■ **PROMPT**
All lines of the records below that contain the word "difference" must be listed.

[Source records]
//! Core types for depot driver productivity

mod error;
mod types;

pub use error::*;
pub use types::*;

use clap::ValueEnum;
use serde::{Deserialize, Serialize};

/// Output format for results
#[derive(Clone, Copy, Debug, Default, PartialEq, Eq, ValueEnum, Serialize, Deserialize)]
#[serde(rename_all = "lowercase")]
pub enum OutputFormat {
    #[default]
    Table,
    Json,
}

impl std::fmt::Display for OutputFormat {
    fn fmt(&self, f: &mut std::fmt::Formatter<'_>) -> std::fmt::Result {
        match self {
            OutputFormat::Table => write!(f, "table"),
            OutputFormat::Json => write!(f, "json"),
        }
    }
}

...

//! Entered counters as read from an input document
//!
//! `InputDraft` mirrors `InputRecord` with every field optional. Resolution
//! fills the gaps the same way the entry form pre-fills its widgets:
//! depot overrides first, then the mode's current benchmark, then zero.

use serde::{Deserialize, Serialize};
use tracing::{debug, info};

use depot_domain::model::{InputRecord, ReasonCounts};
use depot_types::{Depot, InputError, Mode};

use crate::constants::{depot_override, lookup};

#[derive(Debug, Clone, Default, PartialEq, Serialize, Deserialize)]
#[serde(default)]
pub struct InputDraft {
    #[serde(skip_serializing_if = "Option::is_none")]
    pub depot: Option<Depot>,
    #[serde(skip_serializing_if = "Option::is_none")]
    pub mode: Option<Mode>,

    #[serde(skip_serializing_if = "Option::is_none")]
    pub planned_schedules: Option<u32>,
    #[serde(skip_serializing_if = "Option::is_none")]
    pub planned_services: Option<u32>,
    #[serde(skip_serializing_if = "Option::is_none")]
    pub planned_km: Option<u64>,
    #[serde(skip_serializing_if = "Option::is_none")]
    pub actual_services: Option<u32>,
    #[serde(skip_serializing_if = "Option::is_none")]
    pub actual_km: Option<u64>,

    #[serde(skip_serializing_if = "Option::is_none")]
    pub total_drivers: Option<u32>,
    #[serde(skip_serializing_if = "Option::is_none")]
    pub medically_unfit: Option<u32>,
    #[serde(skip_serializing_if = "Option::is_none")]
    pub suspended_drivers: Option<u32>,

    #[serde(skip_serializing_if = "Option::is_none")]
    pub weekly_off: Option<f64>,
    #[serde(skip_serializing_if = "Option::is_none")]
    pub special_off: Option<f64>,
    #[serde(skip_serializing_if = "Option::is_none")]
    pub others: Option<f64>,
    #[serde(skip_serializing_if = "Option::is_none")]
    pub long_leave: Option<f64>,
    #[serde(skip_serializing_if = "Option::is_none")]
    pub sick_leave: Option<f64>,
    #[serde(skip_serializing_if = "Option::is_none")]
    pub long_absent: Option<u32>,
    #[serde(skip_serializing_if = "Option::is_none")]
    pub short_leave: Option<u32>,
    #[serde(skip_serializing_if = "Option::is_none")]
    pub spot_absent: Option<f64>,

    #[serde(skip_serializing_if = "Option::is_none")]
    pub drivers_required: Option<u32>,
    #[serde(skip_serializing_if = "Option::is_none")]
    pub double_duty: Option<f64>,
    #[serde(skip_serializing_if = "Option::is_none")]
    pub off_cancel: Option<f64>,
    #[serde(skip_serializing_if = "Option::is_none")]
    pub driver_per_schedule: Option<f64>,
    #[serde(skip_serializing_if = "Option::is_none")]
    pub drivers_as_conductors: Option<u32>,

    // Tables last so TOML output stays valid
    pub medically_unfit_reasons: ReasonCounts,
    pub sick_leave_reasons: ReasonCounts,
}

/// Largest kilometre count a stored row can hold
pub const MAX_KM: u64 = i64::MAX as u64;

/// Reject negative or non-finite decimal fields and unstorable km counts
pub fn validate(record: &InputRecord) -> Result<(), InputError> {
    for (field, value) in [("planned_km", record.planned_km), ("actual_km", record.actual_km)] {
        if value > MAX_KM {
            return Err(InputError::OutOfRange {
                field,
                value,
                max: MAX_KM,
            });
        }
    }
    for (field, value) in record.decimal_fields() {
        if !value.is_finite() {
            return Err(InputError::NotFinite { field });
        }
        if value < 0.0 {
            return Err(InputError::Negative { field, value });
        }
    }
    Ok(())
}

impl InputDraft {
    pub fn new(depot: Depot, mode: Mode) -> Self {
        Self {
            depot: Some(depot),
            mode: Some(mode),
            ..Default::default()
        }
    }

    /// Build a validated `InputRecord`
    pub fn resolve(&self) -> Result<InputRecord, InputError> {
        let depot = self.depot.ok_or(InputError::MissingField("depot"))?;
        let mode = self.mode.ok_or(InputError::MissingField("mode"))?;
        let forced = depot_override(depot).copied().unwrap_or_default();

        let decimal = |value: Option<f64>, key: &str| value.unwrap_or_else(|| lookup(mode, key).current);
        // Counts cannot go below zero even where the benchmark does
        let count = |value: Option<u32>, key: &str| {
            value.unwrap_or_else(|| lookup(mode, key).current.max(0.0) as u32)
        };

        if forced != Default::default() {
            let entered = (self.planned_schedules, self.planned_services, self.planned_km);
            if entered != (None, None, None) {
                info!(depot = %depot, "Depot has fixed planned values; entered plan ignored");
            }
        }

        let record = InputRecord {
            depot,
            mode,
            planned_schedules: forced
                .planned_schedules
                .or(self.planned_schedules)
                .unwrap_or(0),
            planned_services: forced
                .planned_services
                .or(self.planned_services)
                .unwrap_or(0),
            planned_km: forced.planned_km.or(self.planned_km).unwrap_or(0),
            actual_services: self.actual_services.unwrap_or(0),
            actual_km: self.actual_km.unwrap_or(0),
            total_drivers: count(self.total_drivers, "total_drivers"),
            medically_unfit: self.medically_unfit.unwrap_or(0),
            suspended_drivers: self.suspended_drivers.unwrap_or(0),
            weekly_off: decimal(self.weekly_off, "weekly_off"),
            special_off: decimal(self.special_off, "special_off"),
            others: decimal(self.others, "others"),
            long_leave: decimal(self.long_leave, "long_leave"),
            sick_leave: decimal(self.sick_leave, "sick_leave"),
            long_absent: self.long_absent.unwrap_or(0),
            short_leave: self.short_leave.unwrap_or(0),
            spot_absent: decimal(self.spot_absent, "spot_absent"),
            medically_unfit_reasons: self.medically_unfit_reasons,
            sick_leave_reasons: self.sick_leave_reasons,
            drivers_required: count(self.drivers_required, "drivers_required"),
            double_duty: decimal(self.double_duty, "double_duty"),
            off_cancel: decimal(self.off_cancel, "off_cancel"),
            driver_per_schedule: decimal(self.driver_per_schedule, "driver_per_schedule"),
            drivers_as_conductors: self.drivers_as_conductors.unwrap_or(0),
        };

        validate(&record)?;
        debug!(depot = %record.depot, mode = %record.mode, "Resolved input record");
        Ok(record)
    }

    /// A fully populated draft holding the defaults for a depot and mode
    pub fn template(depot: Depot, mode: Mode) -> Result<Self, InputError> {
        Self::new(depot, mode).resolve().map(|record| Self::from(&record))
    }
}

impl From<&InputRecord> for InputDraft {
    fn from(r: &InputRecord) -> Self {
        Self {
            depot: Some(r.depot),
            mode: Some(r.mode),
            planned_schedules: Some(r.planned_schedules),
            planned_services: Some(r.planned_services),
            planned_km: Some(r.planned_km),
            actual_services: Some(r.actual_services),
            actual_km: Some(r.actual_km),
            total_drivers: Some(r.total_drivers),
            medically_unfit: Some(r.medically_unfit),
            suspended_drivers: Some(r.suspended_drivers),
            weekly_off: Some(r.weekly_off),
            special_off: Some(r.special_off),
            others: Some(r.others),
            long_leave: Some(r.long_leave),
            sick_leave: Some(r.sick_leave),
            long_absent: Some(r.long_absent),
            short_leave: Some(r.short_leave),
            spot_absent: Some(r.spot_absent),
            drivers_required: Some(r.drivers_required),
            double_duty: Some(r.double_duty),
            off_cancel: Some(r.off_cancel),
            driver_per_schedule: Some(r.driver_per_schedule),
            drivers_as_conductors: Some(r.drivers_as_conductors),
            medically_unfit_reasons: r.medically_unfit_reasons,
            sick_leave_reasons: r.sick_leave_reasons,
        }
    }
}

...

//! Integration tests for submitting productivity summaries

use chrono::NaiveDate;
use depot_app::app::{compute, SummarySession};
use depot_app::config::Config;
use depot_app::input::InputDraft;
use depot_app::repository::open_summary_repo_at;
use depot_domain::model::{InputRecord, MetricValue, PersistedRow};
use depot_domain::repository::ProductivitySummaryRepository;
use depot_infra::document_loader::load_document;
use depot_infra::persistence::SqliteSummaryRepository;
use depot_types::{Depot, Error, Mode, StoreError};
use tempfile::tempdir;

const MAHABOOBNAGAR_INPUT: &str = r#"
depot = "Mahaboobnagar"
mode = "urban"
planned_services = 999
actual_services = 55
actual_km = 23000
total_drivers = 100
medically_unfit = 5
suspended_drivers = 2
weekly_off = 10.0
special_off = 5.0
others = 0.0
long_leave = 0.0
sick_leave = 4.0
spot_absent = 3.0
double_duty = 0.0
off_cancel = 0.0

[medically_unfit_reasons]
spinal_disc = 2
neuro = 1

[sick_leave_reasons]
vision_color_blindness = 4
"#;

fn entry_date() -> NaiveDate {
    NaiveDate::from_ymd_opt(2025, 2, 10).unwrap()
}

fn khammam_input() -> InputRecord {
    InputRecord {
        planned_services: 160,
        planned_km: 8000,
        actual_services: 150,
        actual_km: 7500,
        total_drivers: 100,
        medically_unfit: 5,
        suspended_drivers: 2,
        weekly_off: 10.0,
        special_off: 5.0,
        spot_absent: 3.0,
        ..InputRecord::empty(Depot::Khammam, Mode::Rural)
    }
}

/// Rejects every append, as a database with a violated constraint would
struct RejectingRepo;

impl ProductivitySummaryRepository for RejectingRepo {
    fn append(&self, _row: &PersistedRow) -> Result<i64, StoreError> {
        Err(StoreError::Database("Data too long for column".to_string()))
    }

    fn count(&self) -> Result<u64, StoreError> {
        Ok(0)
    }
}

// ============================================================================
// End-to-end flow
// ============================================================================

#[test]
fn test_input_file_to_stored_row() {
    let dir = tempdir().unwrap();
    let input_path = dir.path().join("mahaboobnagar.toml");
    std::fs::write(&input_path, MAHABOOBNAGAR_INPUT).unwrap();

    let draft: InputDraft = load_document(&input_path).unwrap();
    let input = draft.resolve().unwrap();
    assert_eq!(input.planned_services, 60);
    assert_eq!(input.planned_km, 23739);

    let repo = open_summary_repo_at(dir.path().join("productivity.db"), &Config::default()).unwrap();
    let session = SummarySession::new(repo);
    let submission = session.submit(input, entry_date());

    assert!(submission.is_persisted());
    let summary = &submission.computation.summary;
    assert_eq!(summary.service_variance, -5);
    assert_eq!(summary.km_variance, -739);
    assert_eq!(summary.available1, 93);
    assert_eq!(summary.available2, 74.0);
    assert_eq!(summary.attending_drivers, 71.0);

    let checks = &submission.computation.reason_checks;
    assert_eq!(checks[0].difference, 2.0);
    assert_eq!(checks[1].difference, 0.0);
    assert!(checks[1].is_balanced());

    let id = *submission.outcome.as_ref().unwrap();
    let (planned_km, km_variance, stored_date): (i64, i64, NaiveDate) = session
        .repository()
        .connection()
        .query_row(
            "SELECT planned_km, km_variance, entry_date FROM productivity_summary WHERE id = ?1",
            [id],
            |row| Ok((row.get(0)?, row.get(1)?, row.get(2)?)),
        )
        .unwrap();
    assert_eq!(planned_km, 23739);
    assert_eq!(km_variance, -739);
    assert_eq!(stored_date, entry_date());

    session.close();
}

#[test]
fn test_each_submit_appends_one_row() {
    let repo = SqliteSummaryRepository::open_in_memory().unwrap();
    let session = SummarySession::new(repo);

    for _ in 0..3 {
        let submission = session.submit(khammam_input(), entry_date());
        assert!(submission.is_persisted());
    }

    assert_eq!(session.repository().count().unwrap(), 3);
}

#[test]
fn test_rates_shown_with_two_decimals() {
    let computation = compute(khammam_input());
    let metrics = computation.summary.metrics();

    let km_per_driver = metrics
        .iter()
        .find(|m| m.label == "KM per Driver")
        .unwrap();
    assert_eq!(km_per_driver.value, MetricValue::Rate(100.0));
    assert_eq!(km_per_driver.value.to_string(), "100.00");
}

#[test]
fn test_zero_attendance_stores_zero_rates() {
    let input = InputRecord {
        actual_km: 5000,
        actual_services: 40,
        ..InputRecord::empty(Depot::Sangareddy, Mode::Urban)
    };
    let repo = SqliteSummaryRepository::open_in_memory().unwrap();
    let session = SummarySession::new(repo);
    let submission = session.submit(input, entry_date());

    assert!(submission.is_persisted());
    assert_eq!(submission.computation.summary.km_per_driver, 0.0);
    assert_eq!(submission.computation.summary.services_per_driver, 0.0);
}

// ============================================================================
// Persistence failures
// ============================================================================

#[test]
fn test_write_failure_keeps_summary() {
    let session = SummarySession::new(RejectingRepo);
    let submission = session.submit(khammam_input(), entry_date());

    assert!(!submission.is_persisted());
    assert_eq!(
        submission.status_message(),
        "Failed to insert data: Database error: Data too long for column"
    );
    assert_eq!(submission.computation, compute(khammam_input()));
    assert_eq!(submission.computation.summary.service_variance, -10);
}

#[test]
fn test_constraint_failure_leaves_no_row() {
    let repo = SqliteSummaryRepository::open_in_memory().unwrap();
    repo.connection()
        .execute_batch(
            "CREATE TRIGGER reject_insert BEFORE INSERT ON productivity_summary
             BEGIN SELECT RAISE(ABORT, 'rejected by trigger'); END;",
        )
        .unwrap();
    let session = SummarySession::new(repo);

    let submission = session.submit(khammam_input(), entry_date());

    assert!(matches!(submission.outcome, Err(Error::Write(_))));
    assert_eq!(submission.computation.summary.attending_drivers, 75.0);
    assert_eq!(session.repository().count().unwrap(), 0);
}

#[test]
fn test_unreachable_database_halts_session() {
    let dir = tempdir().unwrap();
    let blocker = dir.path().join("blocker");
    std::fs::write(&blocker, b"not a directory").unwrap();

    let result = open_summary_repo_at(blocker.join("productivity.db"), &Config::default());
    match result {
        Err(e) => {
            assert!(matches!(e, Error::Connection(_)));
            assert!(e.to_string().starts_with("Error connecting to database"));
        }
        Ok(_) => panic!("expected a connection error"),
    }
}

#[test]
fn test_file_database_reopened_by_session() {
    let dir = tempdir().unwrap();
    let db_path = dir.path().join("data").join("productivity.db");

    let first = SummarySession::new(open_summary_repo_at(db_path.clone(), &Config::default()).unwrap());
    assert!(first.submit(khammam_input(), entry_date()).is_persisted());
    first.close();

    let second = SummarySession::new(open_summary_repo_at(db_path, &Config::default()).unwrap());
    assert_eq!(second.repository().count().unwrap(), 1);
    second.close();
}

■ **WRITTEN SOLUTION**
    assert_eq!(checks[0].difference, 2.0);
    assert_eq!(checks[1].difference, 0.0);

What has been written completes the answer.